Violet 1B4 Completion

Violet

Model Summary

Violet is a GPT-NeoX language model trained primarily on period texts (1800–1899). This is the completion version of the model, so if you were looking for the Chat version, you should check out Violet 1b4 Chat

It is intended for creative writing, roleplay, period-appropriate correspondence, and Victorian etiquette.

  • Architecture: GPTNeoXForCausalLM
  • Parameters: ~1.41B
  • Context length: 4096
  • Vocab size: 24014
  • Tokenizer: PreTrainedTokenizerFast

Intended Use

Good for

  • Victorian-flavored narrative completions

Not good for

  • Contemporary factual Q&A
  • Medical/legal/financial advice

Known Issues / Limitations

  • Ages and dates can be unreliable (even within 1800–1899).
  • Because parts of the corpus were derived from OCR, occasional stray modern tokens may appear (e.g., “http”, “Google”, “Internet Archive”).
  • Training data includes UK and US English from the era.

Notes

Violet is not the first LLM trained on a historical-only pretraining corpus; to the author’s knowledge that distinction belongs to TimeCapsuleLLM. Violet was developed independently, and differs in:

  • Different (but somewhat overlapping) pretraining corpus and a different range of dates -- Violet focuses specifically on 1800-1899
  • A custom Victorian tokenizer

Violet was built on a corpus spanning 1800–1899 sourced from Project Gutenberg, the Internet Archive, the British National Library, and other archives.

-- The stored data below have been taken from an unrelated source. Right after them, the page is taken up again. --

impl<MQTT: MqttWrapper> Dispatcher<MQTT> {
    pub fn new(
        client: MQTT,
        identity: &DeviceIdentity,
        config: &ControllerConfig,
    ) -> Result<Self, ConfigError> {
        let controller = config.build_controller()?;
        let max_output = config.max_output()?;
        Ok(Self {
            client,
            identity: identity.clone(),
            codec: Codec::new(identity),
            store: StateStore::new(),
            publisher: HomeAssistant::new(identity, max_output),
            translator: CommandTranslator::new(max_output),
            controller,
            scheduler: Scheduler::new(config.loop_period()),
            house_power_topic: config.house_power_topic.clone(),
            house_power: None,
            controller_enabled: config.enabled(),
            pending: None,
            max_output,
            stale_after: config.stale_after(),
            setpoint_deadband: config.setpoint_deadband(),
            retried_after_reject: false,
            running: false,
        })
    }

    pub fn client(&self) -> &MQTT {
        &self.client
    }

    pub fn client_mut(&mut self) -> &mut MQTT {
        &mut self.client
    }

    pub fn state(&self) -> &DeviceState {
        self.store.get()
    }

    pub fn controller(&self) -> &Controller {
        &self.controller
    }

    pub fn controller_enabled(&self) -> bool {
        self.controller_enabled
    }

    /// Last setpoint sent to the device that was not rejected.
    pub fn pending(&self) -> Option<SetpointCommand> {
        self.pending
    }

    pub fn is_running(&self) -> bool {
        self.running
    }

    pub fn next_deadline(&self) -> Option<DateTime<Local>> {
        self.scheduler.next_deadline()
    }

    fn subscriptions(&self) -> Vec<String> {
        let mut topics = self.identity.inbound_topics();
        topics.push(self.house_power_topic.clone());
        topics.extend(self.publisher.command_topics());
        topics
    }

    fn subscribe_all(&mut self) {
        for topic in self.subscriptions() {
            if let Err(e) = self.client.subscribe(&topic, QoS::AtMostOnce) {
                warn!("subscription to {topic} failed: {e}");
            }
        }
    }

    pub fn start(&mut self, now: DateTime<Local>) {
        info!(
            "Bridging device {} (prefix {}), controller {}",
            self.identity.device_id,
            self.identity.topic_prefix,
            self.controller.describe()
        );
        self.subscribe_all();
        self.publisher.set_availability(&mut self.client, false);
        self.publish_controller_state();
        self.request_all(now);
        self.scheduler.start(now, false);
        self.running = true;
    }

    pub fn handle(&mut self, event: Event, now: DateTime<Local>) {
        match event {
            Event::Message(message) => self.on_message(&message.topic, &message.payload, now),
            Event::Connected => self.on_connected(),
            Event::Timer => self.on_timer(now),
            Event::Shutdown => self.shutdown(),
        }
    }

    /// Publishes retained `offline`, drops every subscription and disconnects once all of
    /// that reached the broker.
    pub fn shutdown(&mut self) {
        if !self.running {
            return;
        }
        info!("Shutting down");
        self.publisher.set_availability(&mut self.client, false);
        for topic in self.subscriptions() {
            if let Err(e) = self.client.unsubscribe(&topic) {
                warn!("unsubscribing from {topic} failed: {e}");
            }
        }
        if let Err(e) = self.client.disconnect() {
            warn!("disconnecting from broker failed: {e:?}");
        }
        self.running = false;
    }

    fn on_connected(&mut self) {
        info!("Connected to broker, subscribing");
        self.subscribe_all();
        // the broker may have published our last will in between
        let online = self.publisher.is_online();
        self.publisher.forget_availability();
        self.publisher.set_availability(&mut self.client, online);
        if online {
            self.publish_everything();
        }
    }

    fn on_message(&mut self, topic: &str, payload: &[u8], now: DateTime<Local>) {
        if topic == self.house_power_topic {
            self.on_house_power(payload, now);
            return;
        }
        if let Some(intent) = self.publisher.parse_command(topic, payload) {
            self.on_intent(intent, now);
            return;
        }
        match self.codec.decode(topic, payload) {
            Ok(event) => self.on_device_event(event, now),
            Err(e) => warn!("Dropping frame: {e}"),
        }
    }

    fn on_house_power(&mut self, payload: &[u8], now: DateTime<Local>) {
        let text = String::from_utf8_lossy(payload);
        self.house_power = match text.trim().parse::<f64>() {
            Ok(watts) if watts.is_finite() => Some((watts, now)),
            _ => {
                debug!("house power unavailable ({})", text.trim());
                None
            }
        };
    }

    fn on_device_event(&mut self, event: DeviceEvent, now: DateTime<Local>) {
        match &event {
            DeviceEvent::TimeSyncRequested => {
                debug!("Received time sync request, replying with current time");
                let reply = self.translator.build_time_sync_reply(now);
                self.send(&reply);
            }
            DeviceEvent::CommandAck(ack) => self.on_ack(ack, now),
            _ => {}
        }

        let change = self.store.apply(&event, now);
        let came_online = matches!(event, DeviceEvent::Telemetry(_)) && !self.publisher.is_online();
        if came_online {
            self.publisher.set_availability(&mut self.client, true);
        }
        let discovered = self.publisher.needs_discovery(self.store.get())
            && self
                .publisher
                .publish_discovery(&mut self.client, self.store.get());
        if came_online || discovered {
            self.publish_everything();
        } else if !change.is_empty() {
            self.publisher
                .publish_changes(&mut self.client, self.store.get(), &change);
        }
    }

    fn on_ack(&mut self, ack: &CommandAck, now: DateTime<Local>) {
        match self.translator.match_ack(ack) {
            AckOutcome::Current { accepted: true } => {
                debug!("Setpoint command {} accepted", ack.id);
            }
            AckOutcome::Current { accepted: false } => {
                warn!("Device rejected setpoint command {}", ack.id);
                self.pending = None;
                if !self.retried_after_reject {
                    self.retried_after_reject = true;
                    self.run_controller(now);
                }
            }
            AckOutcome::Superseded if !ack.accepted => {
                warn!("Device rejected command {}", ack.id);
            }
            AckOutcome::Superseded => {
                debug!("Discarding ack for superseded command {}", ack.id);
            }
        }
    }

    fn on_intent(&mut self, intent: Result<PlatformIntent, CommandError>, now: DateTime<Local>) {
        match intent {
            Err(e) => warn!("Ignoring command: {e}"),
            Ok(PlatformIntent::Controller(enabled)) => {
                info!(
                    "Automatic controller {}",
                    if enabled { "enabled" } else { "disabled" }
                );
                self.controller_enabled = enabled;
                self.publish_controller_state();
                if enabled {
                    self.run_controller(now);
                }
            }
            Ok(PlatformIntent::Device(DeviceIntent::OutputLimit(watts))) => {
                if self.controller_enabled {
                    info!("Manual output limit while the automatic controller is enabled");
                }
                self.issue_setpoint(watts, now);
            }
            Ok(PlatformIntent::Device(intent)) => {
                match self.translator.translate(&intent, self.store.get(), now) {
                    Ok(command) => {
                        info!("Sending {intent:?}");
                        self.send(&command);
                    }
                    Err(e) => warn!("Cannot apply {intent:?}: {e}"),
                }
            }
        }
    }

    fn on_timer(&mut self, now: DateTime<Local>) {
        for timer in self.scheduler.due(now) {
            match timer {
                Timer::Control => {
                    self.retried_after_reject = false;
                    self.run_controller(now);
                }
                Timer::RequestAll => {
                    self.request_all(now);
                    let serial_known = self.store.get().serial().is_some();
                    self.scheduler.schedule_request_all(now, serial_known);
                }
            }
        }
    }

    fn run_controller(&mut self, now: DateTime<Local>) {
        if self.store.is_stale(self.stale_after, now) {
            self.publisher.set_availability(&mut self.client, false);
        }
        if let SetpointDecision::Setpoint(watts) = self.evaluate(now) {
            self.issue_setpoint(watts, now);
        }
        self.publish_controller_state();
        let boundary = self
            .controller
            .next_boundary(now.naive_local())
            .and_then(|boundary| Local.from_local_datetime(&boundary).earliest());
        self.scheduler.set_boundary(boundary);
    }

    fn control_inputs(&self, now: DateTime<Local>) -> Result<ControlInputs, StateError> {
        match self.store.age(now) {
            None => return Err(StateError::Missing("device telemetry")),
            Some(age) if age > self.stale_after => {
                return Err(StateError::Stale {
                    what: "device telemetry",
                    age_secs: age.num_seconds(),
                })
            }
            Some(_) => {}
        }
        let house_power = match self.house_power {
            None => return Err(StateError::Missing("house power")),
            Some((_, updated_at)) if now - updated_at > self.stale_after => {
                return Err(StateError::Stale {
                    what: "house power",
                    age_secs: (now - updated_at).num_seconds(),
                })
            }
            Some((watts, _)) => watts,
        };
        Ok(ControlInputs {
            house_power,
            solar_input_power: self
                .store
                .get()
                .number(Field::SolarInputPower)
                .unwrap_or(0.),
            current_output: self.effective_limit().unwrap_or(0.),
            max_output: self.max_output,
        })
    }

    fn battery_depleted(&self) -> bool {
        let state = self.store.get();
        match (state.number(Field::BatteryLevel), state.number(Field::MinSoc)) {
            (Some(soc), Some(min_soc)) => soc <= min_soc,
            _ => false,
        }
    }

    /// Output limit the device is working with: the last setpoint we sent unless the
    /// device reported a limit after it.
    fn effective_limit(&self) -> Option<f64> {
        let reported = self.store.get().reading(Field::OutputLimit);
        match (self.pending, reported) {
            (Some(pending), Some(reading))
                if pending.issued_at >= reading.updated_at.timestamp_millis() =>
            {
                Some(f64::from(pending.watts))
            }
            (Some(pending), None) => Some(f64::from(pending.watts)),
            (_, Some(reading)) => reading.value.as_number(),
            (None, None) => None,
        }
    }

    /// Runs the controller and applies the guards every policy shares.
    pub fn evaluate(&mut self, now: DateTime<Local>) -> SetpointDecision {
        if !self.controller_enabled {
            debug!("Automatic controller disabled, leaving output alone");
            return SetpointDecision::NoChange;
        }
        let inputs = match self.control_inputs(now) {
            Ok(inputs) => inputs,
            Err(e) => {
                warn!("Not adjusting output: {e}");
                return SetpointDecision::NoChange;
            }
        };
        let decision = self.controller.evaluate(&inputs, now.naive_local());
        let decision = if self.battery_depleted() {
            debug!("Battery at or below min SoC, requesting 0 W");
            SetpointDecision::Setpoint(0.)
        } else {
            decision
        };

        let SetpointDecision::Setpoint(watts) = decision else {
            return decision;
        };
        let target = f64::from(self.translator.clamp(watts));
        match self.effective_limit() {
            Some(current) if current == target => {
                debug!("Output already at {target} W");
                SetpointDecision::NoChange
            }
            // zero is always honoured
            Some(current)
                if target > 0. && (target - current).abs() <= self.setpoint_deadband =>
            {
                debug!("Setpoint {target} W within deadband of current {current} W");
                SetpointDecision::NoChange
            }
            _ => SetpointDecision::Setpoint(target),
        }
    }

    fn issue_setpoint(&mut self, watts: f64, now: DateTime<Local>) {
        let command = self.translator.build_setpoint_command(watts, now);
        info!(
            "Setting output limit to {} W (command {})",
            command.watts, command.id
        );
        self.send(&command.to_device_command());
        self.pending = Some(command);
    }

    fn request_all(&mut self, now: DateTime<Local>) {
        debug!("Requesting full property report");
        let command = self.translator.build_request_all(now);
        self.send(&command);
    }

    fn send(&mut self, command: &DeviceCommand) {
        let (topic, payload) = self.codec.encode(command);
        debug!("Publishing to {topic} with payload {payload}");
        if let Err(e) = self
            .client
            .publish(topic, QoS::AtMostOnce, false, payload)
        {
            warn!("Failed to send command to device: {e:?}");
        }
    }

    fn publish_controller_state(&mut self) {
        let switch = if self.controller_enabled { "ON" } else { "OFF" };
        self.publisher
            .publish_state(&mut self.client, CONTROLLER_KEY, switch);
        let phase = self.controller.describe();
        self.publisher
            .publish_state(&mut self.client, CONTROLLER_PHASE_KEY, &phase);
    }

    fn publish_everything(&mut self) {
        self.publisher
            .publish_all(&mut self.client, self.store.get());
        self.publish_controller_state();
    }
}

This project began as an attempt to build a local LLM without relying on copyrighted training sources. The author also values local models that can run on a user’s machine without sending data to the cloud.

Demo Resources

Related repos

  • Zakarth/violet-1b4 (base/completion)
  • Zakarth/violet-1b4-chat-onnx (WebGPU INT8)

Prompt Format (Chat)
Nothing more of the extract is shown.